IMS-Toucan icon indicating copy to clipboard operation
IMS-Toucan copied to clipboard

Option to generate audio file to hear how the training evolves

Open Ca-ressemble-a-du-fake opened this issue 2 years ago • 2 comments

Hi,

I haven't found the option to generate audio files every now and then to check whether the training is evolving and to prevent overfitting.

In weight and bias website or on disk only the mel spectrograms are available. I find it great if it was also possible to have audio files of the test sentences.

If it slows down the training too much then an option should enable the generation of audio.

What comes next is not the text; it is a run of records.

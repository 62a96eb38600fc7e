//! Upstream module
//!
//! Talks to the GitHub Contents API for the one configured repository.

mod client;
mod error;
mod types;

pub use client::GithubClient;
pub use error::UpstreamError;
pub use types::{Contents, Entry, EntryKind};
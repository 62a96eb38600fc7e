// Server module entry point
// Listener setup, accept loop, per-connection service and shutdown signals

pub mod connection;
pub mod listener;
pub mod signal;

// `loop` is a keyword, so the module is exposed as server_loop
#[path = "loop.rs"]
pub mod server_loop;

pub use listener::create_reusable_listener;
pub use server_loop::start_server_loop;
pub use signal::{start_signal_handler, SignalHandler};
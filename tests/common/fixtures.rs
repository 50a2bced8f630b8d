//! Test fixtures - reusable configuration content.

/// Persisted config with one active service record
pub const SINGLE_SERVICE: &str = r#"deployment_service = "svc1"

[repl_services.svc1]
a = 2
b = 3
deployment_service = "mysql"
"#;

/// Persisted config with two service records and unrelated sections
pub const TWO_SERVICES: &str = r#"deployment_service = "east"
home_directory = "/opt/continuent"

[hosts]
primary = "db1.example.com"

[repl_services.east]
deployment_service = "mysql"
master_port = 3306
thl_port = 2112

[repl_services.west]
deployment_service = "postgresql"
master_port = 5432
"#;

/// Global config without an active service selector
pub const NO_ACTIVE_SERVICE: &str = r#"[repl_services.svc1]
deployment_service = "mysql"
"#;
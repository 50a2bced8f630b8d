//! Property Path Value Object
//!
//! A validated key path into a hierarchical [`PropertyStore`](crate::PropertyStore).
//! Paths are written in dotted form (`repl_services.alpha.deployment_service`)
//! or built from explicit segments when a segment itself contains a dot.

use std::fmt;
use std::str::FromStr;

use crate::error::PropertyError;

/// Ordered, non-empty list of key segments.
#[derive(Debug, Clone, PartialEq, Eq, Hash, PartialOrd, Ord)]
pub struct PropertyPath(Vec<String>);

impl PropertyPath {
    /// Separator used by the dotted string form
    pub const SEPARATOR: char = '.';

    /// Build a path from explicit segments.
    ///
    /// Fails if there are no segments or any segment is empty.
    pub fn new<I, S>(segments: I) -> Result<Self, PropertyError>
    where
        I: IntoIterator<Item = S>,
        S: Into<String>,
    {
        let segments: Vec<String> = segments.into_iter().map(Into::into).collect();
        Self::validate(&segments, || {
            segments.join(&Self::SEPARATOR.to_string())
        })?;
        Ok(Self(segments))
    }

    /// Parse the dotted string form.
    pub fn parse(dotted: &str) -> Result<Self, PropertyError> {
        let segments: Vec<String> = dotted.split(Self::SEPARATOR).map(str::to_string).collect();
        Self::validate(&segments, || dotted.to_string())?;
        Ok(Self(segments))
    }

    /// Segments that are known to be non-empty.
    pub(crate) fn from_trusted(segments: Vec<String>) -> Self {
        debug_assert!(!segments.is_empty() && segments.iter().all(|s| !s.is_empty()));
        Self(segments)
    }

    fn validate(segments: &[String], render: impl Fn() -> String) -> Result<(), PropertyError> {
        if segments.is_empty() {
            return Err(PropertyError::InvalidPath {
                path: render(),
                reason: "path has no segments".to_string(),
            });
        }
        if segments.iter().any(String::is_empty) {
            return Err(PropertyError::InvalidPath {
                path: render(),
                reason: "path contains an empty segment".to_string(),
            });
        }
        Ok(())
    }

    pub fn segments(&self) -> &[String] {
        &self.0
    }

    pub fn len(&self) -> usize {
        self.0.len()
    }

    /// Always false for a constructed path.
    pub fn is_empty(&self) -> bool {
        self.0.is_empty()
    }

    /// Extend the path by one segment.
    pub fn child(&self, segment: impl Into<String>) -> Result<Self, PropertyError> {
        let mut segments = self.0.clone();
        segments.push(segment.into());
        Self::new(segments)
    }

    /// Split into parent segments and the final key.
    pub(crate) fn split_last(&self) -> (&[String], &str) {
        match self.0.split_last() {
            Some((last, parents)) => (parents, last.as_str()),
            None => (&[], ""),
        }
    }
}

impl fmt::Display for PropertyPath {
    fn fmt(&self, f: &mut fmt::Formatter<'_>) -> fmt::Result {
        write!(f, "{}", self.0.join(&Self::SEPARATOR.to_string()))
    }
}

impl FromStr for PropertyPath {
    type Err = PropertyError;

    fn from_str(s: &str) -> Result<Self, Self::Err> {
        Self::parse(s)
    }
}
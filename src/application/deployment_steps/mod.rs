//! Deployment steps
//!
//! Named units of work an orchestrator discovers with
//! [`deployment_methods`] and invokes with [`run_deployment_method`].

mod context;
mod create_service;

pub use context::StepContext;
pub use create_service::{create_replication_dataservice, CREATE_REPLICATION_DATASERVICE};

use serde::Serialize;

use crate::error::{DeployError, DeployResult};

/// Identifies one invocable step
#[derive(Debug, Clone, PartialEq, Eq, Hash, Serialize)]
pub struct DeploymentMethod {
    name: String,
}

impl DeploymentMethod {
    pub fn new(name: impl Into<String>) -> Self {
        Self { name: name.into() }
    }

    pub fn name(&self) -> &str {
        &self.name
    }
}

/// Steps contributed by this module, in execution order.
pub fn deployment_methods() -> Vec<DeploymentMethod> {
    vec![DeploymentMethod::new(CREATE_REPLICATION_DATASERVICE)]
}

/// Invoke the step registered under `name`.
pub fn run_deployment_method(name: &str, ctx: &StepContext<'_>) -> DeployResult<()> {
    match name {
        CREATE_REPLICATION_DATASERVICE => create_replication_dataservice(ctx),
        _ => Err(DeployError::UnknownDeploymentMethod {
            name: name.to_string(),
        }),
    }
}

/// A group of deployment steps, as seen by an orchestrator
///
/// Stateless; orchestrators hold a list of providers and ask each one for
/// its methods.
pub trait DeploymentStepProvider {
    fn deployment_methods(&self) -> Vec<DeploymentMethod>;

    fn run(&self, method: &DeploymentMethod, ctx: &StepContext<'_>) -> DeployResult<()>;
}

/// Provider for the replication data-service steps
#[derive(Debug, Clone, Copy, Default)]
pub struct CreateServiceSteps;

impl DeploymentStepProvider for CreateServiceSteps {
    fn deployment_methods(&self) -> Vec<DeploymentMethod> {
        deployment_methods()
    }

    fn run(&self, method: &DeploymentMethod, ctx: &StepContext<'_>) -> DeployResult<()> {
        run_deployment_method(method.name(), ctx)
    }
}
//! Scenario: failures abort the step and leave the persisted file alone.

use replconf::{DeployError, PropertyPath, PropertyStore};

use crate::common::*;

#[test]
fn missing_service_key_touches_nothing() {
    let env = TestEnv::with_persisted(NO_ACTIVE_SERVICE);
    let before = env.checksum();
    let config = env.persisted();
    let backend = RecordingBackend::new();

    let err = env.run_step(&config, &backend).unwrap_err();

    assert!(matches!(err, DeployError::MissingServiceKey));
    assert!(backend.calls.borrow().is_empty());
    assert_eq!(env.checksum(), before);
    assert!(!env.root().join("deploy.toml.lock").exists());
}

#[test]
fn missing_service_type_touches_nothing() {
    let env = TestEnv::with_persisted(SINGLE_SERVICE);
    let before = env.checksum();
    let mut config = env.persisted();
    config.remove_property(&PropertyPath::parse("repl_services.svc1.deployment_service").unwrap());
    let backend = RecordingBackend::new();

    let err = env.run_step(&config, &backend).unwrap_err();

    assert!(matches!(err, DeployError::MissingServiceType { .. }));
    assert!(backend.calls.borrow().is_empty());
    assert_eq!(env.checksum(), before);
}

#[test]
fn backend_failure_is_surfaced_verbatim() {
    let env = TestEnv::with_persisted(SINGLE_SERVICE);
    let before = env.checksum();
    let config = env.persisted();
    let backend = RecordingBackend::failing("replicator exited with status 1");

    let err = env.run_step(&config, &backend).unwrap_err();

    assert!(err.to_string().contains("replicator exited with status 1"));
    assert!(matches!(err, DeployError::Backend { .. }));
    assert_eq!(env.checksum(), before);
}

#[test]
fn corrupted_persisted_file_aborts_before_deploying() {
    let env = TestEnv::with_persisted("deployment_service = \"svc1\"\n[repl_services\n");
    let config = PropertyStore::from_toml_str(SINGLE_SERVICE).unwrap();
    let before = env.checksum();
    let backend = RecordingBackend::new();

    let err = env.run_step(&config, &backend).unwrap_err();

    assert!(matches!(
        err,
        DeployError::Persistence(replconf::ConfigStoreError::Corrupted { .. })
    ));
    assert!(backend.calls.borrow().is_empty());
    assert_eq!(env.checksum(), before);
}

#[test]
fn unknown_method_is_rejected() {
    let env = TestEnv::with_persisted(SINGLE_SERVICE);
    let config = env.persisted();
    let backend = RecordingBackend::new();
    let ctx = replconf::StepContext::new(&config, &env.repository, &backend, &env.paths);

    let err = replconf::run_deployment_method("create_cluster", &ctx).unwrap_err();

    assert!(matches!(err, DeployError::UnknownDeploymentMethod { .. }));
}
//! Configuration infrastructure

mod paths;

pub use paths::{EnvConfigPath, FixedConfigPath, CONFIG_FILE_ENV, DEFAULT_CONFIG_FILE};
//! Scenario: several writers share one persisted file.

use std::sync::{Arc, Barrier};
use std::thread;

use replconf::{ConfigFileRepository, ConfigStoreError, PropertyPath, TomlConfigRepository};

use crate::common::*;

#[test]
fn locked_updates_do_not_lose_writes() {
    let env = TestEnv::with_persisted(SINGLE_SERVICE);
    let file = env.config_file.clone();
    let writers = 8;
    let barrier = Arc::new(Barrier::new(writers));

    let handles: Vec<_> = (0..writers)
        .map(|i| {
            let file = file.clone();
            let barrier = Arc::clone(&barrier);
            thread::spawn(move || {
                let repo = TomlConfigRepository::new();
                let key = PropertyPath::parse(&format!("writers.w{i}")).unwrap();
                barrier.wait();
                repo.update(&file, &mut |store| store.set_property(&key, i as i64))
                    .unwrap();
            })
        })
        .collect();
    for handle in handles {
        handle.join().unwrap();
    }

    let persisted = env.persisted();
    for i in 0..writers {
        let key = PropertyPath::parse(&format!("writers.w{i}")).unwrap();
        assert!(persisted.contains(&key), "lost write from writer {i}");
    }
}

#[test]
fn stale_compare_and_swap_is_rejected() {
    let env = TestEnv::with_persisted(SINGLE_SERVICE);
    let repo = &env.repository;
    let seen = repo.fingerprint(&env.config_file).unwrap();
    let mut mine = repo.load(&env.config_file).unwrap();

    // Another writer lands first
    let mut theirs = repo.load(&env.config_file).unwrap();
    theirs.set_property(&PropertyPath::parse("hosts.primary").unwrap(), "db2");
    repo.store(&env.config_file, &theirs).unwrap();

    mine.set_property(&PropertyPath::parse("hosts.primary").unwrap(), "db3");
    let err = repo
        .store_if_unchanged(&env.config_file, &mine, &seen)
        .unwrap_err();

    assert!(matches!(err, ConfigStoreError::ConcurrentModification { .. }));
    assert_eq!(env.persisted(), theirs);
}
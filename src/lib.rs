//! replconf - configuration step for replicated data-service deployments
//!
//! Resolves the per-service configuration overlay for the active replication
//! service, hands the merged view to an external deployment backend, then
//! restores the service's record in the persisted configuration file so the
//! transient overlay is never written back.
//!
//! Orchestrators discover the step with [`deployment_methods`] and run it
//! with [`run_deployment_method`], passing a [`StepContext`].

pub mod application;
pub mod domain;
pub mod error;
pub mod infrastructure;

// Re-exports for convenience
pub use application::{
    create_replication_dataservice, deployment_methods, run_deployment_method,
    CreateServiceSteps, DeploymentMethod, DeploymentStepProvider, StepContext,
    CREATE_REPLICATION_DATASERVICE,
};
pub use domain::entities::{PropertyStore, PropertyValue};
pub use domain::ports::{
    ConfigFileRepository, ConfigPathProvider, ConfigStoreError, ConfigStoreResult,
    DeploymentBackend,
};
pub use domain::value_objects::{
    ContentHash, PropertyPath, ServiceKey, DEPLOYMENT_SERVICE, REPL_SERVICES,
};
pub use error::{DeployError, DeployResult, PropertyError};
pub use infrastructure::{EnvConfigPath, FixedConfigPath, TomlConfigRepository};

I know that I can workaround this lack by merging the last checkpoints and then loading the checkpoint to infer the test sentences, but I find this process cumbersome. And this sometimes causes the training to stop (maybe because of out of memory error).

If needed I can help implement this feature!

Ca-ressemble-a-du-fake avatar Dec 14 '22 09:12 Ca-ressemble-a-du-fake

Hi! The problem with this is that creating the actual audio requires an already trained vocoder model. From the start of the toolkit there was no such pretrained vocoder model, so I did not want to assume that such a model already exists when training the TTS. Now there is the vocoder model in the releases which could be used for this. However, using different versions of the vocoder etc would lead to differences and make audios across runs misleading, because changes might come from the vocoder, not the underlying TTS. Only if the same vocoder checkpoint is always used, different runs could be compared. And for the progress within a run, I believe the spectrogram is sufficient to see if there are any problems. TTS models don't really overfit in the classical sense, so an audio might actually be misleading. Because of all of those considerations I decided against creating audios during training at some point in the past. I put it on the list of possible features for a future version. If it's optional and turned off by default, it would probably be ok, so I might do it for the next release or the one after.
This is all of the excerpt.